With one last thrust of his fingers, she unraveled around him, clutching his shoulders with hot fists. The heat of her climax vibrated deep inside of him, wrapping them together in delicious tension before she went loose against his body. Adrian slowed his movements, lessening the contact between them but not the space, until he slipped his hand from the cradle of her hips to gently right her clothes.
Teagan looked at him, confusion covering the residual blush still on her face. “But you didn’t, ah . . .” She gestured downward, sliding her hand over his abdomen with a glint in her eyes. “Let me take care of you.”
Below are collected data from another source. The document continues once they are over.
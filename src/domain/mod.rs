//! Domain layer for the review pipeline
//!
//! Pure models, port traits and the error vocabulary shared by every stage.

pub mod errors;
pub mod models;
pub mod ports;

pub use errors::{RagError, RagResult, Stage, StageError, StageExt};
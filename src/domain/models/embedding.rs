//! Embedding domain models
//!
//! Models for vector embeddings and retrieval. These models define the core
//! embedding functionality in a framework-agnostic way.

use serde::{Deserialize, Serialize};

use super::chunking::Chunk;

/// Embedding backends supported by the system
#[derive(Debug, Clone, Copy, PartialEq, Eq, Serialize, Deserialize)]
#[serde(rename_all = "snake_case")]
pub enum EmbeddingProvider {
    /// Feature-hashing embedder, computed in-process
    /// - No model artifacts required
    /// - Deterministic
    Hashing,

    /// Local Ollama server (`/api/embed`)
    Ollama,
}

impl std::fmt::Display for EmbeddingProvider {
    fn fmt(&self, f: &mut std::fmt::Formatter<'_>) -> std::fmt::Result {
        match self {
            Self::Hashing => write!(f, "hashing"),
            Self::Ollama => write!(f, "ollama"),
        }
    }
}

/// Embedding configuration
#[derive(Debug, Clone, PartialEq, Eq, Serialize, Deserialize)]
#[serde(rename_all = "snake_case")]
pub struct EmbeddingConfig {
    /// Which backend produces the vectors
    #[serde(default = "default_provider")]
    pub provider: EmbeddingProvider,

    /// Model identifier (e.g. `all-minilm` for Ollama)
    #[serde(default = "default_model")]
    pub model: String,

    /// Vector dimensions
    #[serde(default = "default_dimensions")]
    pub dimensions: usize,

    /// Base URL of the local embedding server
    #[serde(default = "default_base_url")]
    pub base_url: String,

    /// Request timeout in seconds
    #[serde(default = "default_timeout_secs")]
    pub timeout_secs: u64,
}

const fn default_provider() -> EmbeddingProvider {
    EmbeddingProvider::Hashing
}

fn default_model() -> String {
    "all-minilm".to_string()
}

const fn default_dimensions() -> usize {
    384
}

fn default_base_url() -> String {
    "http://localhost:11434".to_string()
}

const fn default_timeout_secs() -> u64 {
    60
}

impl Default for EmbeddingConfig {
    fn default() -> Self {
        Self {
            provider: default_provider(),
            model: default_model(),
            dimensions: default_dimensions(),
            base_url: default_base_url(),
            timeout_secs: default_timeout_secs(),
        }
    }
}

/// Identity of the model that produced a set of vectors. An index records the
/// descriptor it was built with so that queries can be checked against it.
#[derive(Debug, Clone, PartialEq, Eq, Serialize, Deserialize)]
pub struct EmbeddingModelInfo {
    pub provider: EmbeddingProvider,
    pub model_id: String,
    pub dimensions: usize,
}

impl EmbeddingModelInfo {
    pub fn new(provider: EmbeddingProvider, model_id: impl Into<String>, dimensions: usize) -> Self {
        Self {
            provider,
            model_id: model_id.into(),
            dimensions,
        }
    }
}

impl std::fmt::Display for EmbeddingModelInfo {
    fn fmt(&self, f: &mut std::fmt::Formatter<'_>) -> std::fmt::Result {
        write!(f, "{}/{} ({}d)", self.provider, self.model_id, self.dimensions)
    }
}

/// A chunk paired with its embedding; the unit stored in a vector index.
/// The chunk id identifies the entry.
#[derive(Debug, Clone, PartialEq, Serialize, Deserialize)]
pub struct IndexEntry {
    pub chunk: Chunk,
    pub embedding: Vec<f32>,
}

impl IndexEntry {
    pub fn new(chunk: Chunk, embedding: Vec<f32>) -> Self {
        Self { chunk, embedding }
    }

    pub fn id(&self) -> &str {
        &self.chunk.id
    }

    pub fn dimensions(&self) -> usize {
        self.embedding.len()
    }
}

/// A retrieved chunk with its cosine similarity to the query
#[derive(Debug, Clone, PartialEq, Serialize, Deserialize)]
pub struct ScoredChunk {
    pub chunk: Chunk,
    pub score: f32,
}

/// Join retrieved chunk texts with a blank line between them
pub fn join_chunks(chunks: &[ScoredChunk]) -> String {
    chunks
        .iter()
        .map(|c| c.chunk.content.as_str())
        .collect::<Vec<_>>()
        .join("\n\n")
}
“And would it be so bad if someone just took care of you for a change?”
He’d meant to tease her with the words, but the way her body jerked to stillness had him tensing right alongside her.
“I don’t need anyone to take care of me.” She pulled back, and just like that, her guard snapped right back into place, stamping out the sweet abandon of just moments ago.
“You sure about that?” He let his eyes linger on hers, just long enough to watch them go dark with heat, like liquid copper.
“Is that was this was about? You trying to ‘relax’ me?” She slashed air quotes around the word, but didn’t budge otherwise.
Adrian gave an involuntary flinch. He might be a lot of things, but that guy wasn’t one of them. “No.”
Teagan smoothed a hand over her T-shirt even though it was perfectly in place, repeating the process twice before continuing in a crisp tone, “I owe you an apology. You came here to help me in the kitchen, and clearly, I got carried away. It won’t happen again.”
He opened his mouth to call bullshit—it wasn’t as if he was an innocent bystander, for God’s sake, and he didn’t have any regrets. The last thing he wanted was an apology for what had just happened between them. But reality kept his jaw hinged shut, the sharp edges of truth like vicious bits of glass between his teeth.
He’d gotten carried away too, and that only led to bad things in the long run. Had he learned nothing five years ago?
“No big deal,” Adrian said, and yeah, that one burned coming out. “I’m square if you are.” As much as he hated it, snuffing out anything other than business between them was the best plan.
“I’m square.” Teagan’s voice softened just slightly as she spoke, but she cleared her throat, her next words infused with familiar resolve. “Now how do I get this kitchen ready for lunch service?”